Required work
Scan the listing below for "Some", then report every line that has it.
━━━━━ Source information
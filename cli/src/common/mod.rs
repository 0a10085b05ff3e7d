//! # Forge Common Utilities (`common`)
//!
//! File: cli/src/common/mod.rs
//!
//! ## Overview
//!
//! Shared infrastructure that is not specific to blueprints or generation.
//! Currently this is archive packaging; command handlers and the HTTP layer
//! import from the submodules directly.
//!

/// Utilities for packing and unpacking project archives.
pub mod archive;
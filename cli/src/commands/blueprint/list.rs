//! # Forge Blueprint List Command
//!
//! File: cli/src/commands/blueprint/list.rs
//!
//! ## Overview
//!
//! Implements `forge blueprint list`: loads every blueprint in the
//! configured directory and prints a catalogue table. Blueprints that fail
//! their load-time checks are left out of the table (the loader logs why).
//!
//! Example output:
//!
//! ```text
//! Available Blueprints in '/home/user/.config/forge/blueprints':
//!
//! Id         | Type       | Architecture | Description
//! -----------+------------+--------------+------------------------------
//! go-api     | web-api    | layered      | Go HTTP service with optional Docker
//! rust-cli   | cli        | single-crate | Rust command-line application
//!
//! Found 2 blueprint(s).
//! ```
//!
use super::utils;
use crate::blueprint::BlueprintSummary;
use crate::core::error::Result;
use anyhow::Context;
use clap::Parser;
use std::path::{Path, PathBuf};
use tracing::info;

/// Arguments for `forge blueprint list`. The command currently takes none.
#[derive(Parser, Debug)]
pub struct ListArgs {}

/// # Handle Blueprint List Command (`handle_list`)
///
/// Opens the blueprint directory (the configured one unless `blueprints_dir`
/// overrides it), collects the catalogue and prints it.
pub async fn handle_list(_args: ListArgs, blueprints_dir: Option<PathBuf>) -> Result<()> {
    info!("Handling blueprint list command...");

    let (bp_dir, loader) = utils::open_loader(blueprints_dir.as_deref())?;
    let summaries = loader.list().with_context(|| {
        format!(
            "Failed to read blueprints from directory '{}'",
            bp_dir.display()
        )
    })?;

    print_blueprint_table(&summaries, &bp_dir);
    Ok(())
}

fn truncate(text: &str, max: usize) -> String {
    if text.chars().count() <= max {
        return text.to_string();
    }
    let mut cut: String = text.chars().take(max.saturating_sub(3)).collect();
    cut.push_str("...");
    cut
}

/// Formats the catalogue as a table, sizing the columns to their contents.
fn format_blueprint_table(summaries: &[BlueprintSummary]) -> String {
    let id_w = summaries.iter().map(|s| s.id.len()).max().unwrap_or(0).max(10);
    let type_w = summaries.iter().map(|s| s.kind.len()).max().unwrap_or(0).max(10);
    let arch_w = summaries
        .iter()
        .map(|s| s.architecture.len())
        .max()
        .unwrap_or(0)
        .max(12);

    let mut out = format!(
        "{:<id_w$} | {:<type_w$} | {:<arch_w$} | Description\n",
        "Id", "Type", "Architecture"
    );
    out.push_str(&format!(
        "{}-+-{}-+-{}-+-{}\n",
        "-".repeat(id_w),
        "-".repeat(type_w),
        "-".repeat(arch_w),
        "-".repeat(30)
    ));
    for s in summaries {
        let description = s.description.as_deref().unwrap_or("[No description]");
        out.push_str(&format!(
            "{:<id_w$} | {:<type_w$} | {:<arch_w$} | {}\n",
            s.id,
            s.kind,
            s.architecture,
            truncate(description, 60)
        ));
    }
    out
}

fn print_blueprint_table(summaries: &[BlueprintSummary], bp_dir: &Path) {
    if summaries.is_empty() {
        println!("No blueprints found in '{}'.", bp_dir.display());
        println!(
            "Add a blueprint by creating '{}/<id>/blueprint.toml' with a templates/ directory beside it.",
            bp_dir.display()
        );
        return;
    }

    println!("Available Blueprints in '{}':\n", bp_dir.display());
    print!("{}", format_blueprint_table(summaries));
    println!("\nFound {} blueprint(s).", summaries.len());
    println!(
        "Use 'forge blueprint info <Id>' for details or 'forge blueprint create <Id> <dir>' to use one."
    );
}

#[cfg(test)]
mod tests {
    use super::*;

    fn summary(id: &str, description: Option<&str>) -> BlueprintSummary {
        BlueprintSummary {
            id: id.into(),
            name: id.into(),
            kind: "cli".into(),
            architecture: "single-crate".into(),
            description: description.map(str::to_string),
            variable_count: 1,
            file_count: 2,
        }
    }

    #[test]
    fn test_table_layout() {
        let table = format_blueprint_table(&[
            summary("go-api", Some("Go HTTP service")),
            summary("rust-cli", None),
        ]);
        let lines: Vec<&str> = table.lines().collect();
        assert_eq!(lines.len(), 4);
        assert!(lines[0].starts_with("Id         | Type       | Architecture | Description"));
        assert!(lines[2].starts_with("go-api     | cli        | single-crate | Go HTTP service"));
        assert!(lines[3].ends_with("[No description]"));
    }

    #[test]
    fn test_truncate_long_descriptions() {
        assert_eq!(truncate("short", 10), "short");
        assert_eq!(truncate("abcdefghijkl", 8), "abcde...");
    }

    #[tokio::test]
    async fn test_handle_list_missing_dir() {
        let dir = tempfile::tempdir().unwrap();
        let result = handle_list(ListArgs {}, Some(dir.path().join("missing"))).await;
        assert!(result.is_err());
    }
}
━━━━━━━━━━
Written solution
            summary("go-api", Some("Go HTTP service")),
        let result = handle_list(ListArgs {}, Some(dir.path().join("missing"))).await;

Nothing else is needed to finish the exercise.